Task directions — The answer should be each line of the records that contains the word "producer"; please copy them all.

- - -

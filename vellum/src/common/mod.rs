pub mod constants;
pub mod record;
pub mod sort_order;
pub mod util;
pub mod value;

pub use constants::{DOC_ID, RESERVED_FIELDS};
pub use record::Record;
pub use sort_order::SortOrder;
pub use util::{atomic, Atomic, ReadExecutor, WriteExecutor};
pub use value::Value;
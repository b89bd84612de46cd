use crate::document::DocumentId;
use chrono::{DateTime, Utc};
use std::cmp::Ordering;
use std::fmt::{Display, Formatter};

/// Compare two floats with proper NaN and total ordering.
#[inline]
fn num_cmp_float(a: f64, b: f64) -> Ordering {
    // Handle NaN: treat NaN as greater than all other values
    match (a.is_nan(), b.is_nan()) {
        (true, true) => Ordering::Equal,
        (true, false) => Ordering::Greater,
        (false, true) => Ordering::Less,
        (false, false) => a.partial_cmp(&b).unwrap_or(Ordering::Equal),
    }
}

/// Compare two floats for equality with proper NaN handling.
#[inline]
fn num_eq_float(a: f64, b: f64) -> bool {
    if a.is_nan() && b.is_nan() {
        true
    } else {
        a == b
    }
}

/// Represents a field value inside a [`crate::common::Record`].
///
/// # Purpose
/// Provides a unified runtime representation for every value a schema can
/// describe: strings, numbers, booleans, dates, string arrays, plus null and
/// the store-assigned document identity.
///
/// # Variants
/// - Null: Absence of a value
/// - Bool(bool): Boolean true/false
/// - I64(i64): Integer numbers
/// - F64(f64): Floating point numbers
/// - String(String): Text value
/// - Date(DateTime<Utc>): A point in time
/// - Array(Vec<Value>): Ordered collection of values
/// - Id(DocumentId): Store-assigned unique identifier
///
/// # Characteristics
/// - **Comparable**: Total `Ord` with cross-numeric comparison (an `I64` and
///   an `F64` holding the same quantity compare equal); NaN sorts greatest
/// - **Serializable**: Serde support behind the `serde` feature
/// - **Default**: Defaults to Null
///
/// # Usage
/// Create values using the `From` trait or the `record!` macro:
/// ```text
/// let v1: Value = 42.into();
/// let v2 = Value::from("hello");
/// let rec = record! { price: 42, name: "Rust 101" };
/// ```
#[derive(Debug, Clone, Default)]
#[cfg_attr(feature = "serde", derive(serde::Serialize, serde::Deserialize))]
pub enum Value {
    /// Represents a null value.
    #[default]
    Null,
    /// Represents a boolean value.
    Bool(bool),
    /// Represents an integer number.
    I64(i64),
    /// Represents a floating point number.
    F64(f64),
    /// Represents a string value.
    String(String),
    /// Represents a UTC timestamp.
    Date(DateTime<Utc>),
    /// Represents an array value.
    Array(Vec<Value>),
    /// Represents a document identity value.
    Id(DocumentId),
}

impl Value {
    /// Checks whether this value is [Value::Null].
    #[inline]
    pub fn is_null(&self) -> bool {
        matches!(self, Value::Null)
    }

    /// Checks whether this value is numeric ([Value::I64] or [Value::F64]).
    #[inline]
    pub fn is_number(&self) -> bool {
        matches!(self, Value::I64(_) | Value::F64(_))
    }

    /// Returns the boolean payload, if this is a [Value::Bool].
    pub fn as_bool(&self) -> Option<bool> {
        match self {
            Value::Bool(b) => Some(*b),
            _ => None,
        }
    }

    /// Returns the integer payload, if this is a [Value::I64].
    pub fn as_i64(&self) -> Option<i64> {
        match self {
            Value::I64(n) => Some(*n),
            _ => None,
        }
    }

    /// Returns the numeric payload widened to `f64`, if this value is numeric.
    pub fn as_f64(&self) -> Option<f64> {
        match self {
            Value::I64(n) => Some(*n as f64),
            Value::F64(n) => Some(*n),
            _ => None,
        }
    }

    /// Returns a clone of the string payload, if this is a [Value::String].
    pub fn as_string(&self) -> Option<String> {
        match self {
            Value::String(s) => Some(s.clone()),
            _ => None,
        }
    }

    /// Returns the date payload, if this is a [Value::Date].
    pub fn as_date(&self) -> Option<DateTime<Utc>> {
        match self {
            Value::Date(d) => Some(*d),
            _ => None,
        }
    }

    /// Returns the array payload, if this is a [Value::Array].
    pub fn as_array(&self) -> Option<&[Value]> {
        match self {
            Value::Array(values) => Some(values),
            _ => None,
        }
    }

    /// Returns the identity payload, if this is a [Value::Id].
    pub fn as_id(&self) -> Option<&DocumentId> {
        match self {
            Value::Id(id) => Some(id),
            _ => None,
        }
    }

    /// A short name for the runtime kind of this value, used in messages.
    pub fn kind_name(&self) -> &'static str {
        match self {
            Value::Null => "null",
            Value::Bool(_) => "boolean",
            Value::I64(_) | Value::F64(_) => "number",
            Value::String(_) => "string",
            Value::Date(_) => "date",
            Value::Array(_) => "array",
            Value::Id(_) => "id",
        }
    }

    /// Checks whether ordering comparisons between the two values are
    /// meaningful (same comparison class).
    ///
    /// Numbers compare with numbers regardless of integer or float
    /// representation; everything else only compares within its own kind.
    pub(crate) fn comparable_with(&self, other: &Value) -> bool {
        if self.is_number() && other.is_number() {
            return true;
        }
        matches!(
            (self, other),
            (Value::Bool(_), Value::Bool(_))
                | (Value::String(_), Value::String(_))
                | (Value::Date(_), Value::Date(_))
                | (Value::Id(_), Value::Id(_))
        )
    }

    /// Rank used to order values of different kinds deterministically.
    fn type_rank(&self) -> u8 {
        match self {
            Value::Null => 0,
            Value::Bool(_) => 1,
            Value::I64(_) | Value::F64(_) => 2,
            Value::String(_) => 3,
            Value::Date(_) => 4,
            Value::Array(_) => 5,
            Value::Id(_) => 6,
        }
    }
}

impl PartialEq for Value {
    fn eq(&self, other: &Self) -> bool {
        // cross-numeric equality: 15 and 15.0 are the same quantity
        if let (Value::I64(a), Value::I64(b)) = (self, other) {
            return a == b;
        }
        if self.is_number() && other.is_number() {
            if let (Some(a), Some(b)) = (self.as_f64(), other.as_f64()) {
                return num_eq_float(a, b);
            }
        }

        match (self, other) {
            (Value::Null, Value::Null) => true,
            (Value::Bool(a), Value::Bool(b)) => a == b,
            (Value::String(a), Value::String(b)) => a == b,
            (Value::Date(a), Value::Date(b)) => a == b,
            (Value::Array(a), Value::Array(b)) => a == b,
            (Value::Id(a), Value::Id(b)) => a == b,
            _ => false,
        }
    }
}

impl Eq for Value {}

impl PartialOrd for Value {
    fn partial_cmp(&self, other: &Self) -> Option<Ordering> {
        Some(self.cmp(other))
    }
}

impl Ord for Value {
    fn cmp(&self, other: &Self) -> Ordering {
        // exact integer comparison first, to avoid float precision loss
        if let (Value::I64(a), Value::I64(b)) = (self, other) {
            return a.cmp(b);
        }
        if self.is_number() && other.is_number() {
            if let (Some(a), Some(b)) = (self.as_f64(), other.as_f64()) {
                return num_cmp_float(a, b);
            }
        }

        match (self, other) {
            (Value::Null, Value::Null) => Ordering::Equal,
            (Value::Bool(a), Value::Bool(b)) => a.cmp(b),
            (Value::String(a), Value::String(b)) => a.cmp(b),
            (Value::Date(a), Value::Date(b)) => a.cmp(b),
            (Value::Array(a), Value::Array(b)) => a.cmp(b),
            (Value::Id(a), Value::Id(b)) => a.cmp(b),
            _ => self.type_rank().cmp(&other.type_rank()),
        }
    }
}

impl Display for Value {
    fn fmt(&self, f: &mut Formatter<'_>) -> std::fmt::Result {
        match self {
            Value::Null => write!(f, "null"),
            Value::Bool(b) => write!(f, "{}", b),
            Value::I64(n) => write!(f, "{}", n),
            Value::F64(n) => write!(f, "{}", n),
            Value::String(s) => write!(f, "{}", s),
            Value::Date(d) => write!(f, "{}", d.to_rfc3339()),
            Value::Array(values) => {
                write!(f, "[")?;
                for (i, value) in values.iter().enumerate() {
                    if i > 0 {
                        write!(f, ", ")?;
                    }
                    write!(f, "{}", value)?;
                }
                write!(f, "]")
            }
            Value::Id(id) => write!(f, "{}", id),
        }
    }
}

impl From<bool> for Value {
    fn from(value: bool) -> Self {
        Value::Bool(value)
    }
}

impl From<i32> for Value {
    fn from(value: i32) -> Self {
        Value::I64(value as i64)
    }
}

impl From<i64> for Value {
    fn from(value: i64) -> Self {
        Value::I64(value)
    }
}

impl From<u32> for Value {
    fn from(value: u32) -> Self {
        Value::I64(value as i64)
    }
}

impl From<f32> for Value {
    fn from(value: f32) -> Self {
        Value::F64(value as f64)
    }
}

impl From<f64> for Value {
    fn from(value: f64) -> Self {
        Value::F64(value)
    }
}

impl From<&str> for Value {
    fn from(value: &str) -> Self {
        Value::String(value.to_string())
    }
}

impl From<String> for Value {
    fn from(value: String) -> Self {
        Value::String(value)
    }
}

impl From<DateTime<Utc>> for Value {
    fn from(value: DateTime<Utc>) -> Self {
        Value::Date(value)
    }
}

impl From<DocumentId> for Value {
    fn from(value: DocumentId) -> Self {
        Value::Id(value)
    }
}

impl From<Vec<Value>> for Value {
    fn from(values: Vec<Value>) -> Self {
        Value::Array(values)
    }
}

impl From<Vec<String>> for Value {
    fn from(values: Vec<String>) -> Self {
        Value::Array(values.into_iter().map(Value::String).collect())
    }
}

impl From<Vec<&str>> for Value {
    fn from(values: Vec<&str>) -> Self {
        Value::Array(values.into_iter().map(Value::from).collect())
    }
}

- - -

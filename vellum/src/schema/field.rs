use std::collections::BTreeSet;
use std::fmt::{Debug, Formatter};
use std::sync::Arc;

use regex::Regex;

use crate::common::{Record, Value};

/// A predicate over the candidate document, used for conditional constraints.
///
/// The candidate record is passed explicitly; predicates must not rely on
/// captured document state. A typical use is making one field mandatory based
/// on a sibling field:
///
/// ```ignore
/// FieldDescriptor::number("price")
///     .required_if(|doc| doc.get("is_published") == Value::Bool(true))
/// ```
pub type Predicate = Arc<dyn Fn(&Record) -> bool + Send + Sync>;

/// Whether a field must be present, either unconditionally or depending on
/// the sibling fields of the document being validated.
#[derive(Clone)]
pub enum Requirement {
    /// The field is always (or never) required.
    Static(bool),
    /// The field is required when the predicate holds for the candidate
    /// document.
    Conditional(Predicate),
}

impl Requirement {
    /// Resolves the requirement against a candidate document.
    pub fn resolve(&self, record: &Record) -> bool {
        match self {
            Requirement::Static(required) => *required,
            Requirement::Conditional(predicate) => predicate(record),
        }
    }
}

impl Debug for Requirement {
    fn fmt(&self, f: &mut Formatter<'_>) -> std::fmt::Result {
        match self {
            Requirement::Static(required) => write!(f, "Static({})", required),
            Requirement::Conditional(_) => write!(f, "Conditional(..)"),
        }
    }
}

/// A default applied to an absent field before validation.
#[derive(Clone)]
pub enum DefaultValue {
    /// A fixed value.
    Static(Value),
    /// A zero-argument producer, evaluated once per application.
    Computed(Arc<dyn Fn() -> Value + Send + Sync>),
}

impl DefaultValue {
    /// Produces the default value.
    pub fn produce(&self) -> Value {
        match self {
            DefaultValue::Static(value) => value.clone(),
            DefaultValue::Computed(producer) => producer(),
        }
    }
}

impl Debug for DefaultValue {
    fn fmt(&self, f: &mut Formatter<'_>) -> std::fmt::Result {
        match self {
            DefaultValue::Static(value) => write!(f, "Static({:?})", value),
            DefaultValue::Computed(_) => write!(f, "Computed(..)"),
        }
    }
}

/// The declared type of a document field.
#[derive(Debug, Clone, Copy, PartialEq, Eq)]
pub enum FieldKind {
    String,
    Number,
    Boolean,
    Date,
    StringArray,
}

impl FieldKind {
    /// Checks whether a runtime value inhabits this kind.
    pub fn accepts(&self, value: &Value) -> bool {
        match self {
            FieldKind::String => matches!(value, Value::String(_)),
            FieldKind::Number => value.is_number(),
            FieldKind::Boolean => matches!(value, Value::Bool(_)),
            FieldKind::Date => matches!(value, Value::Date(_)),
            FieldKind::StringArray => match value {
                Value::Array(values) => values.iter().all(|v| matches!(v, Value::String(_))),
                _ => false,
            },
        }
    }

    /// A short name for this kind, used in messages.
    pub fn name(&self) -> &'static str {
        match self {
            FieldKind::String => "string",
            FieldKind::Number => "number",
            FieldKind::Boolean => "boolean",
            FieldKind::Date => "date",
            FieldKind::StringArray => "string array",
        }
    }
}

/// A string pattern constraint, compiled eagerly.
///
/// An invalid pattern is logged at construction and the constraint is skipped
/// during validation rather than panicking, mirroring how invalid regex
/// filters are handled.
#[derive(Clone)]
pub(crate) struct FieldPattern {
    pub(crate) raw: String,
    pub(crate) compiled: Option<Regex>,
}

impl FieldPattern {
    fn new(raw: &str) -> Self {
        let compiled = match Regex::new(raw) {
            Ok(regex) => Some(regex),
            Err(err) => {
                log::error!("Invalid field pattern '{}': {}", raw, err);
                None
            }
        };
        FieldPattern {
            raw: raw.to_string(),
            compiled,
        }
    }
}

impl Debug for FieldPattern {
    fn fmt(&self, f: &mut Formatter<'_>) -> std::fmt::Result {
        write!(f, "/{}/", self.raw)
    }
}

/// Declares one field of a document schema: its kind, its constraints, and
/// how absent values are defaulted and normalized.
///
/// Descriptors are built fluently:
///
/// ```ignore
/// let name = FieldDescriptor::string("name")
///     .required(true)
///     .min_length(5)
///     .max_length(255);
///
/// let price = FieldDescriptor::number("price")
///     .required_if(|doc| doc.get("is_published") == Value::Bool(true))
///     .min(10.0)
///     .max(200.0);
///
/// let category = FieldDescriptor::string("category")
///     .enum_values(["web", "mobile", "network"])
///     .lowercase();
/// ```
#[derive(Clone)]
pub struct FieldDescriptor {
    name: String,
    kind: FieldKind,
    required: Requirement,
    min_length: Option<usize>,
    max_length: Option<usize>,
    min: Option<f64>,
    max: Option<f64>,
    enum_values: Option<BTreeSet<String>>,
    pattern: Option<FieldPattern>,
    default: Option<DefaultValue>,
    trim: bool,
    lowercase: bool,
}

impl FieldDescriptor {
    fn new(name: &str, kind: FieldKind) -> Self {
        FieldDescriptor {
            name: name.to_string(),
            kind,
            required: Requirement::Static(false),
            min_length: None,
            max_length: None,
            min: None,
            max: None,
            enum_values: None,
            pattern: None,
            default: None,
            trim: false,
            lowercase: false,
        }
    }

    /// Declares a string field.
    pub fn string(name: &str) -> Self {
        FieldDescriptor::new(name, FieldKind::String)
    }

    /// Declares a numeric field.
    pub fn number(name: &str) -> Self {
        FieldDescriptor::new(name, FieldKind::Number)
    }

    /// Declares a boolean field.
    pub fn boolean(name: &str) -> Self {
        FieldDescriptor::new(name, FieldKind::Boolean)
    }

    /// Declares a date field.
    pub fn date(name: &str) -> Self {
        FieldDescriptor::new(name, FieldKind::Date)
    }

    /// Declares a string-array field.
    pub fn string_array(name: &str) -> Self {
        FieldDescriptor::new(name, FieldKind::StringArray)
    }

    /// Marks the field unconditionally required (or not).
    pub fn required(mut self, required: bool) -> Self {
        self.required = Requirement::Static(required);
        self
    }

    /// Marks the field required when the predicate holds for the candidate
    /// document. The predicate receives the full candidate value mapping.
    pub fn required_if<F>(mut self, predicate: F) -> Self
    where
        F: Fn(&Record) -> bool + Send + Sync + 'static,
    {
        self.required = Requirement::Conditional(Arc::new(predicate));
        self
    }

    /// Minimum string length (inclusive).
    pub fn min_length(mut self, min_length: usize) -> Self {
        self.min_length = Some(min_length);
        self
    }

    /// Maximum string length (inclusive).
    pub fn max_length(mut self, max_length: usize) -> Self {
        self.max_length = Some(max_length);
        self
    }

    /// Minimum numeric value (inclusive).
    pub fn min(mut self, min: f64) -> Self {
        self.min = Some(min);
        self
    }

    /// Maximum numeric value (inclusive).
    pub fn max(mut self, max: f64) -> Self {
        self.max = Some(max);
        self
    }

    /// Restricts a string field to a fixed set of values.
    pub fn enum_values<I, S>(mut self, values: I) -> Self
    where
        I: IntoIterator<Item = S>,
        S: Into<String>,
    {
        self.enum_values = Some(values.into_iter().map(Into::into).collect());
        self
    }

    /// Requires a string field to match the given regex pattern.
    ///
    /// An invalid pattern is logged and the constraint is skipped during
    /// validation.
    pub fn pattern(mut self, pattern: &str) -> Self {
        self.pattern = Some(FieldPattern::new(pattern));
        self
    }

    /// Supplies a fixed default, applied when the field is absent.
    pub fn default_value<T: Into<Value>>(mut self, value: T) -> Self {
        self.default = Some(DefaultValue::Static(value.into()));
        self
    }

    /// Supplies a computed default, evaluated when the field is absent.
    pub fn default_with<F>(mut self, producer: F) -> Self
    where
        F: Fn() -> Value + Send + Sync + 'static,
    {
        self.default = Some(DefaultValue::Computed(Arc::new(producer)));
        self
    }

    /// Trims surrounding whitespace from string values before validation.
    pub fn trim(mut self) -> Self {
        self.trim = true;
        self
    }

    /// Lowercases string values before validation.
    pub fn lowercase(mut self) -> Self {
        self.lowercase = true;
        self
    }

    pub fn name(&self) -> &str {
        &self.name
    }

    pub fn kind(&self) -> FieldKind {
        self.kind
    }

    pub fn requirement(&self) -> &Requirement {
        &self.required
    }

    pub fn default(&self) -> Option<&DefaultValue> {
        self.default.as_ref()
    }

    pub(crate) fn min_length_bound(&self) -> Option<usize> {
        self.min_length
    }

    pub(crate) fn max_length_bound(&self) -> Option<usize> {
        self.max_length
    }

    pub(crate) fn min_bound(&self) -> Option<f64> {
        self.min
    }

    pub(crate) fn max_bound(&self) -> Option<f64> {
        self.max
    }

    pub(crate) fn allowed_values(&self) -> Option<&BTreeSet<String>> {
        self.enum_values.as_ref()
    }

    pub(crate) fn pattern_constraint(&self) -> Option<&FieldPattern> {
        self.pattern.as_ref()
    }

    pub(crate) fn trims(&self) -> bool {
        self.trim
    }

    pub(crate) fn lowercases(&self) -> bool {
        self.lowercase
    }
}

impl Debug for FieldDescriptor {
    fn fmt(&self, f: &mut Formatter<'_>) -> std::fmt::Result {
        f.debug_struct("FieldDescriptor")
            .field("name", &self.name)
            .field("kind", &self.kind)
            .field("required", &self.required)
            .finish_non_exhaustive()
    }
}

- - -

Your response —
    /// A zero-argument producer, evaluated once per application.
            DefaultValue::Computed(producer) => producer(),
    pub fn default_with<F>(mut self, producer: F) -> Self
        self.default = Some(DefaultValue::Computed(Arc::new(producer)));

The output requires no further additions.